いつも言ってるけど、ずっとじゃなくて、たった一ヶ月だからね」
松野家で過ごした二ヶ月はすごく早かった。ここの三日は、とても長く感じる。
「ごめんなさい、ごめんなさい……」
何で謝ってるのか自分でも分からないまま、謝罪の言葉を口にしてしまう。
「泣かないでよ。松奈。何で謝るわけ? でも逃げたいくらい退屈なら……」
一松さんはブルってへたり込む私を見下ろしている。マスクで表情は見えない。
でも。
……笑ってる?
「っ!!」
一松さんがジャージの前を下ろす。
「俺と楽しいことをしようか」
と言った。
「ん……んう……んん……」
床に膝をつき、一松さんの××を口にふくみ、何度も何度も動かす。
唾液も飲み込めず、口が疲れる。

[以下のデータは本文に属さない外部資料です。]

//! Display strings and chart scaling for tempo readouts

use crate::tempo::{TempoHistory, TempoSample};

/// Headroom added above the largest plotted value
pub const CHART_HEADROOM: u32 = 30;
/// Upper chart bound is rounded up to a multiple of this
pub const CHART_STEP: u32 = 10;

fn bpm_or_placeholder(sample: Option<TempoSample>) -> String {
    match sample {
        Some(TempoSample(bpm)) if bpm > 0 => bpm.to_string(),
        _ => "--".to_string(),
    }
}

/// `"120 BPM"`, or `"-- BPM"` without a reading
pub fn tempo_label(sample: Option<TempoSample>) -> String {
    format!("{} BPM", bpm_or_placeholder(sample))
}

/// `"118 BPM average"`, or `"-- BPM average"` without a reading
pub fn average_label(sample: Option<TempoSample>) -> String {
    format!("{} BPM average", bpm_or_placeholder(sample))
}

/// Reference tempo label; 0 means no reference
pub fn reference_label(reference_tempo: u32) -> String {
    if reference_tempo == 0 {
        "Reference tempo: None".to_string()
    } else {
        format!("Reference tempo: {} BPM", reference_tempo)
    }
}

/// Window size label
pub fn window_label(window_size: u32) -> String {
    format!("Rolling Average Window: {} beats", window_size)
}

/// Y-axis range `(min, max)` for plotting the history against the reference.
///
/// The lower bound is always 0. The upper bound leaves [`CHART_HEADROOM`]
/// above the largest sample or reference and is rounded up to
/// [`CHART_STEP`]. A reference of 0 is not plotted and does not count.
pub fn chart_domain(history: &TempoHistory, reference_tempo: u32) -> (u32, u32) {
    let max_sample = history.max().map(TempoSample::bpm).unwrap_or(0);
    let max_value = max_sample.max(reference_tempo);
    let upper = max_value
        .saturating_add(CHART_HEADROOM)
        .div_ceil(CHART_STEP)
        .saturating_mul(CHART_STEP);
    (0, upper)
}

/// One history sample per line, prefixed with its index
pub fn history_lines(history: &TempoHistory) -> Vec<String> {
    history
        .samples()
        .iter()
        .enumerate()
        .map(|(index, sample)| format!("{:>4}  {}", index, sample))
        .collect()
}
//! Session state and command handling

use crate::input::{Command, HELP};
use tapflow_core::display::{
    average_label, chart_domain, history_lines, reference_label, tempo_label, window_label,
};
use tapflow_core::{SettingChange, StorageEvent, Tap, TempoSettings, TempoTracker};
use tracing::{debug, info};

/// Whether the event loop keeps running
#[derive(Debug, Clone, Copy, PartialEq, Eq)]
pub enum Flow {
    /// Keep going
    Continue,
    /// Stop the loop
    Quit,
}

/// One tapping session: the tracker plus its persisted settings
pub struct TapApp {
    tracker: TempoTracker,
    settings: TempoSettings,
}

impl TapApp {
    /// Build the session from already activated settings
    pub fn new(settings: TempoSettings) -> Self {
        let tracker = TempoTracker::new(settings.window_size() as usize);
        Self { tracker, settings }
    }

    /// Tracker state
    pub fn tracker(&self) -> &TempoTracker {
        &self.tracker
    }

    /// Persisted settings
    pub fn settings(&self) -> &TempoSettings {
        &self.settings
    }

    /// Run one command, writing any output lines to `out`
    pub fn handle_command(&mut self, command: Command, at: Tap, out: &mut Vec<String>) -> Flow {
        match command {
            Command::Tap => {
                let sample = self.tracker.tap(at);
                debug!(at, ?sample, taps = self.tracker.tap_count(), "Tap");
                self.push_status(out);
            }
            Command::WindowSize(n) => {
                let stored = self.settings.set_window_size(n);
                self.tracker.set_window_size(stored as usize);
                self.push_status(out);
            }
            Command::ReferenceTempo(n) => {
                self.settings.set_reference_tempo(n);
                self.push_status(out);
            }
            Command::History => self.push_history(out),
            Command::Help => out.push(HELP.to_string()),
            Command::Invalid(line) => {
                out.push(format!("Unknown command: {}", line));
                out.push(HELP.to_string());
            }
            Command::Quit => return Flow::Quit,
        }
        Flow::Continue
    }

    /// Apply a change notification arriving from another context
    pub fn handle_storage_event(&mut self, event: &StorageEvent, out: &mut Vec<String>) {
        if let Some(change) = self.settings.handle_event(event) {
            self.apply_change(change);
            self.push_status(out);
        }
    }

    /// Drain every pending notification of both settings
    pub fn sync(&mut self, out: &mut Vec<String>) {
        let changes = self.settings.sync();
        if changes.is_empty() {
            return;
        }
        for change in changes {
            self.apply_change(change);
        }
        self.push_status(out);
    }

    fn apply_change(&mut self, change: SettingChange) {
        info!(?change, "Setting changed in another context");
        if let SettingChange::WindowSize(n) = change {
            self.tracker.set_window_size(n as usize);
        }
    }

    /// Current readout
    pub fn status_lines(&mut self) -> Vec<String> {
        vec![
            window_label(self.settings.window_size()),
            reference_label(self.settings.reference_tempo()),
            tempo_label(self.tracker.current_tempo()),
            average_label(self.tracker.average_tempo()),
        ]
    }

    fn push_status(&mut self, out: &mut Vec<String>) {
        let status = self.status_lines();
        out.push(status.join(" | "));
    }

    fn push_history(&self, out: &mut Vec<String>) {
        let history = self.tracker.history();
        if history.is_empty() {
            out.push("No tempo history yet".to_string());
            return;
        }
        let (low, high) = chart_domain(history, self.settings.reference_tempo());
        out.push(format!("History ({} samples, {}-{} BPM):", history.len(), low, high));
        out.extend(history_lines(history));
    }
}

少し休みたいとも思う。
「良い子。休まないで」
髪を撫でる一松さんに『良い子』と言われ、ホッとする。
「ん……はあ……ん……」
「松奈……可愛い……」
口の中の××の体積が上がり、血管が浮き出ているのが分かる。
あと少し……と思いながら、必死に舌で奉仕していると、上で何か破る音がした。
「……?」
舐めながら目線だけ上げると、一松さんが薄い四角の袋を破っていた。
「今、挿れたい……いいよね?」
マスクを指で下に下ろし、笑った。
私に拒否する権利なんて、あるわけがない。
やっと口を解放され、口から垂れた唾液と透明な汁をぬぐう。
一松さんは準備をしながら、
「脱いで……いや、いいや。ボタンを外すだけで」
「ち、ちょっと待って下さ……あっ……」
肘をつかんで立たされ、テーブルに身体を押しつけられる。
テーブルの角が硬くて背がちょっと痛い。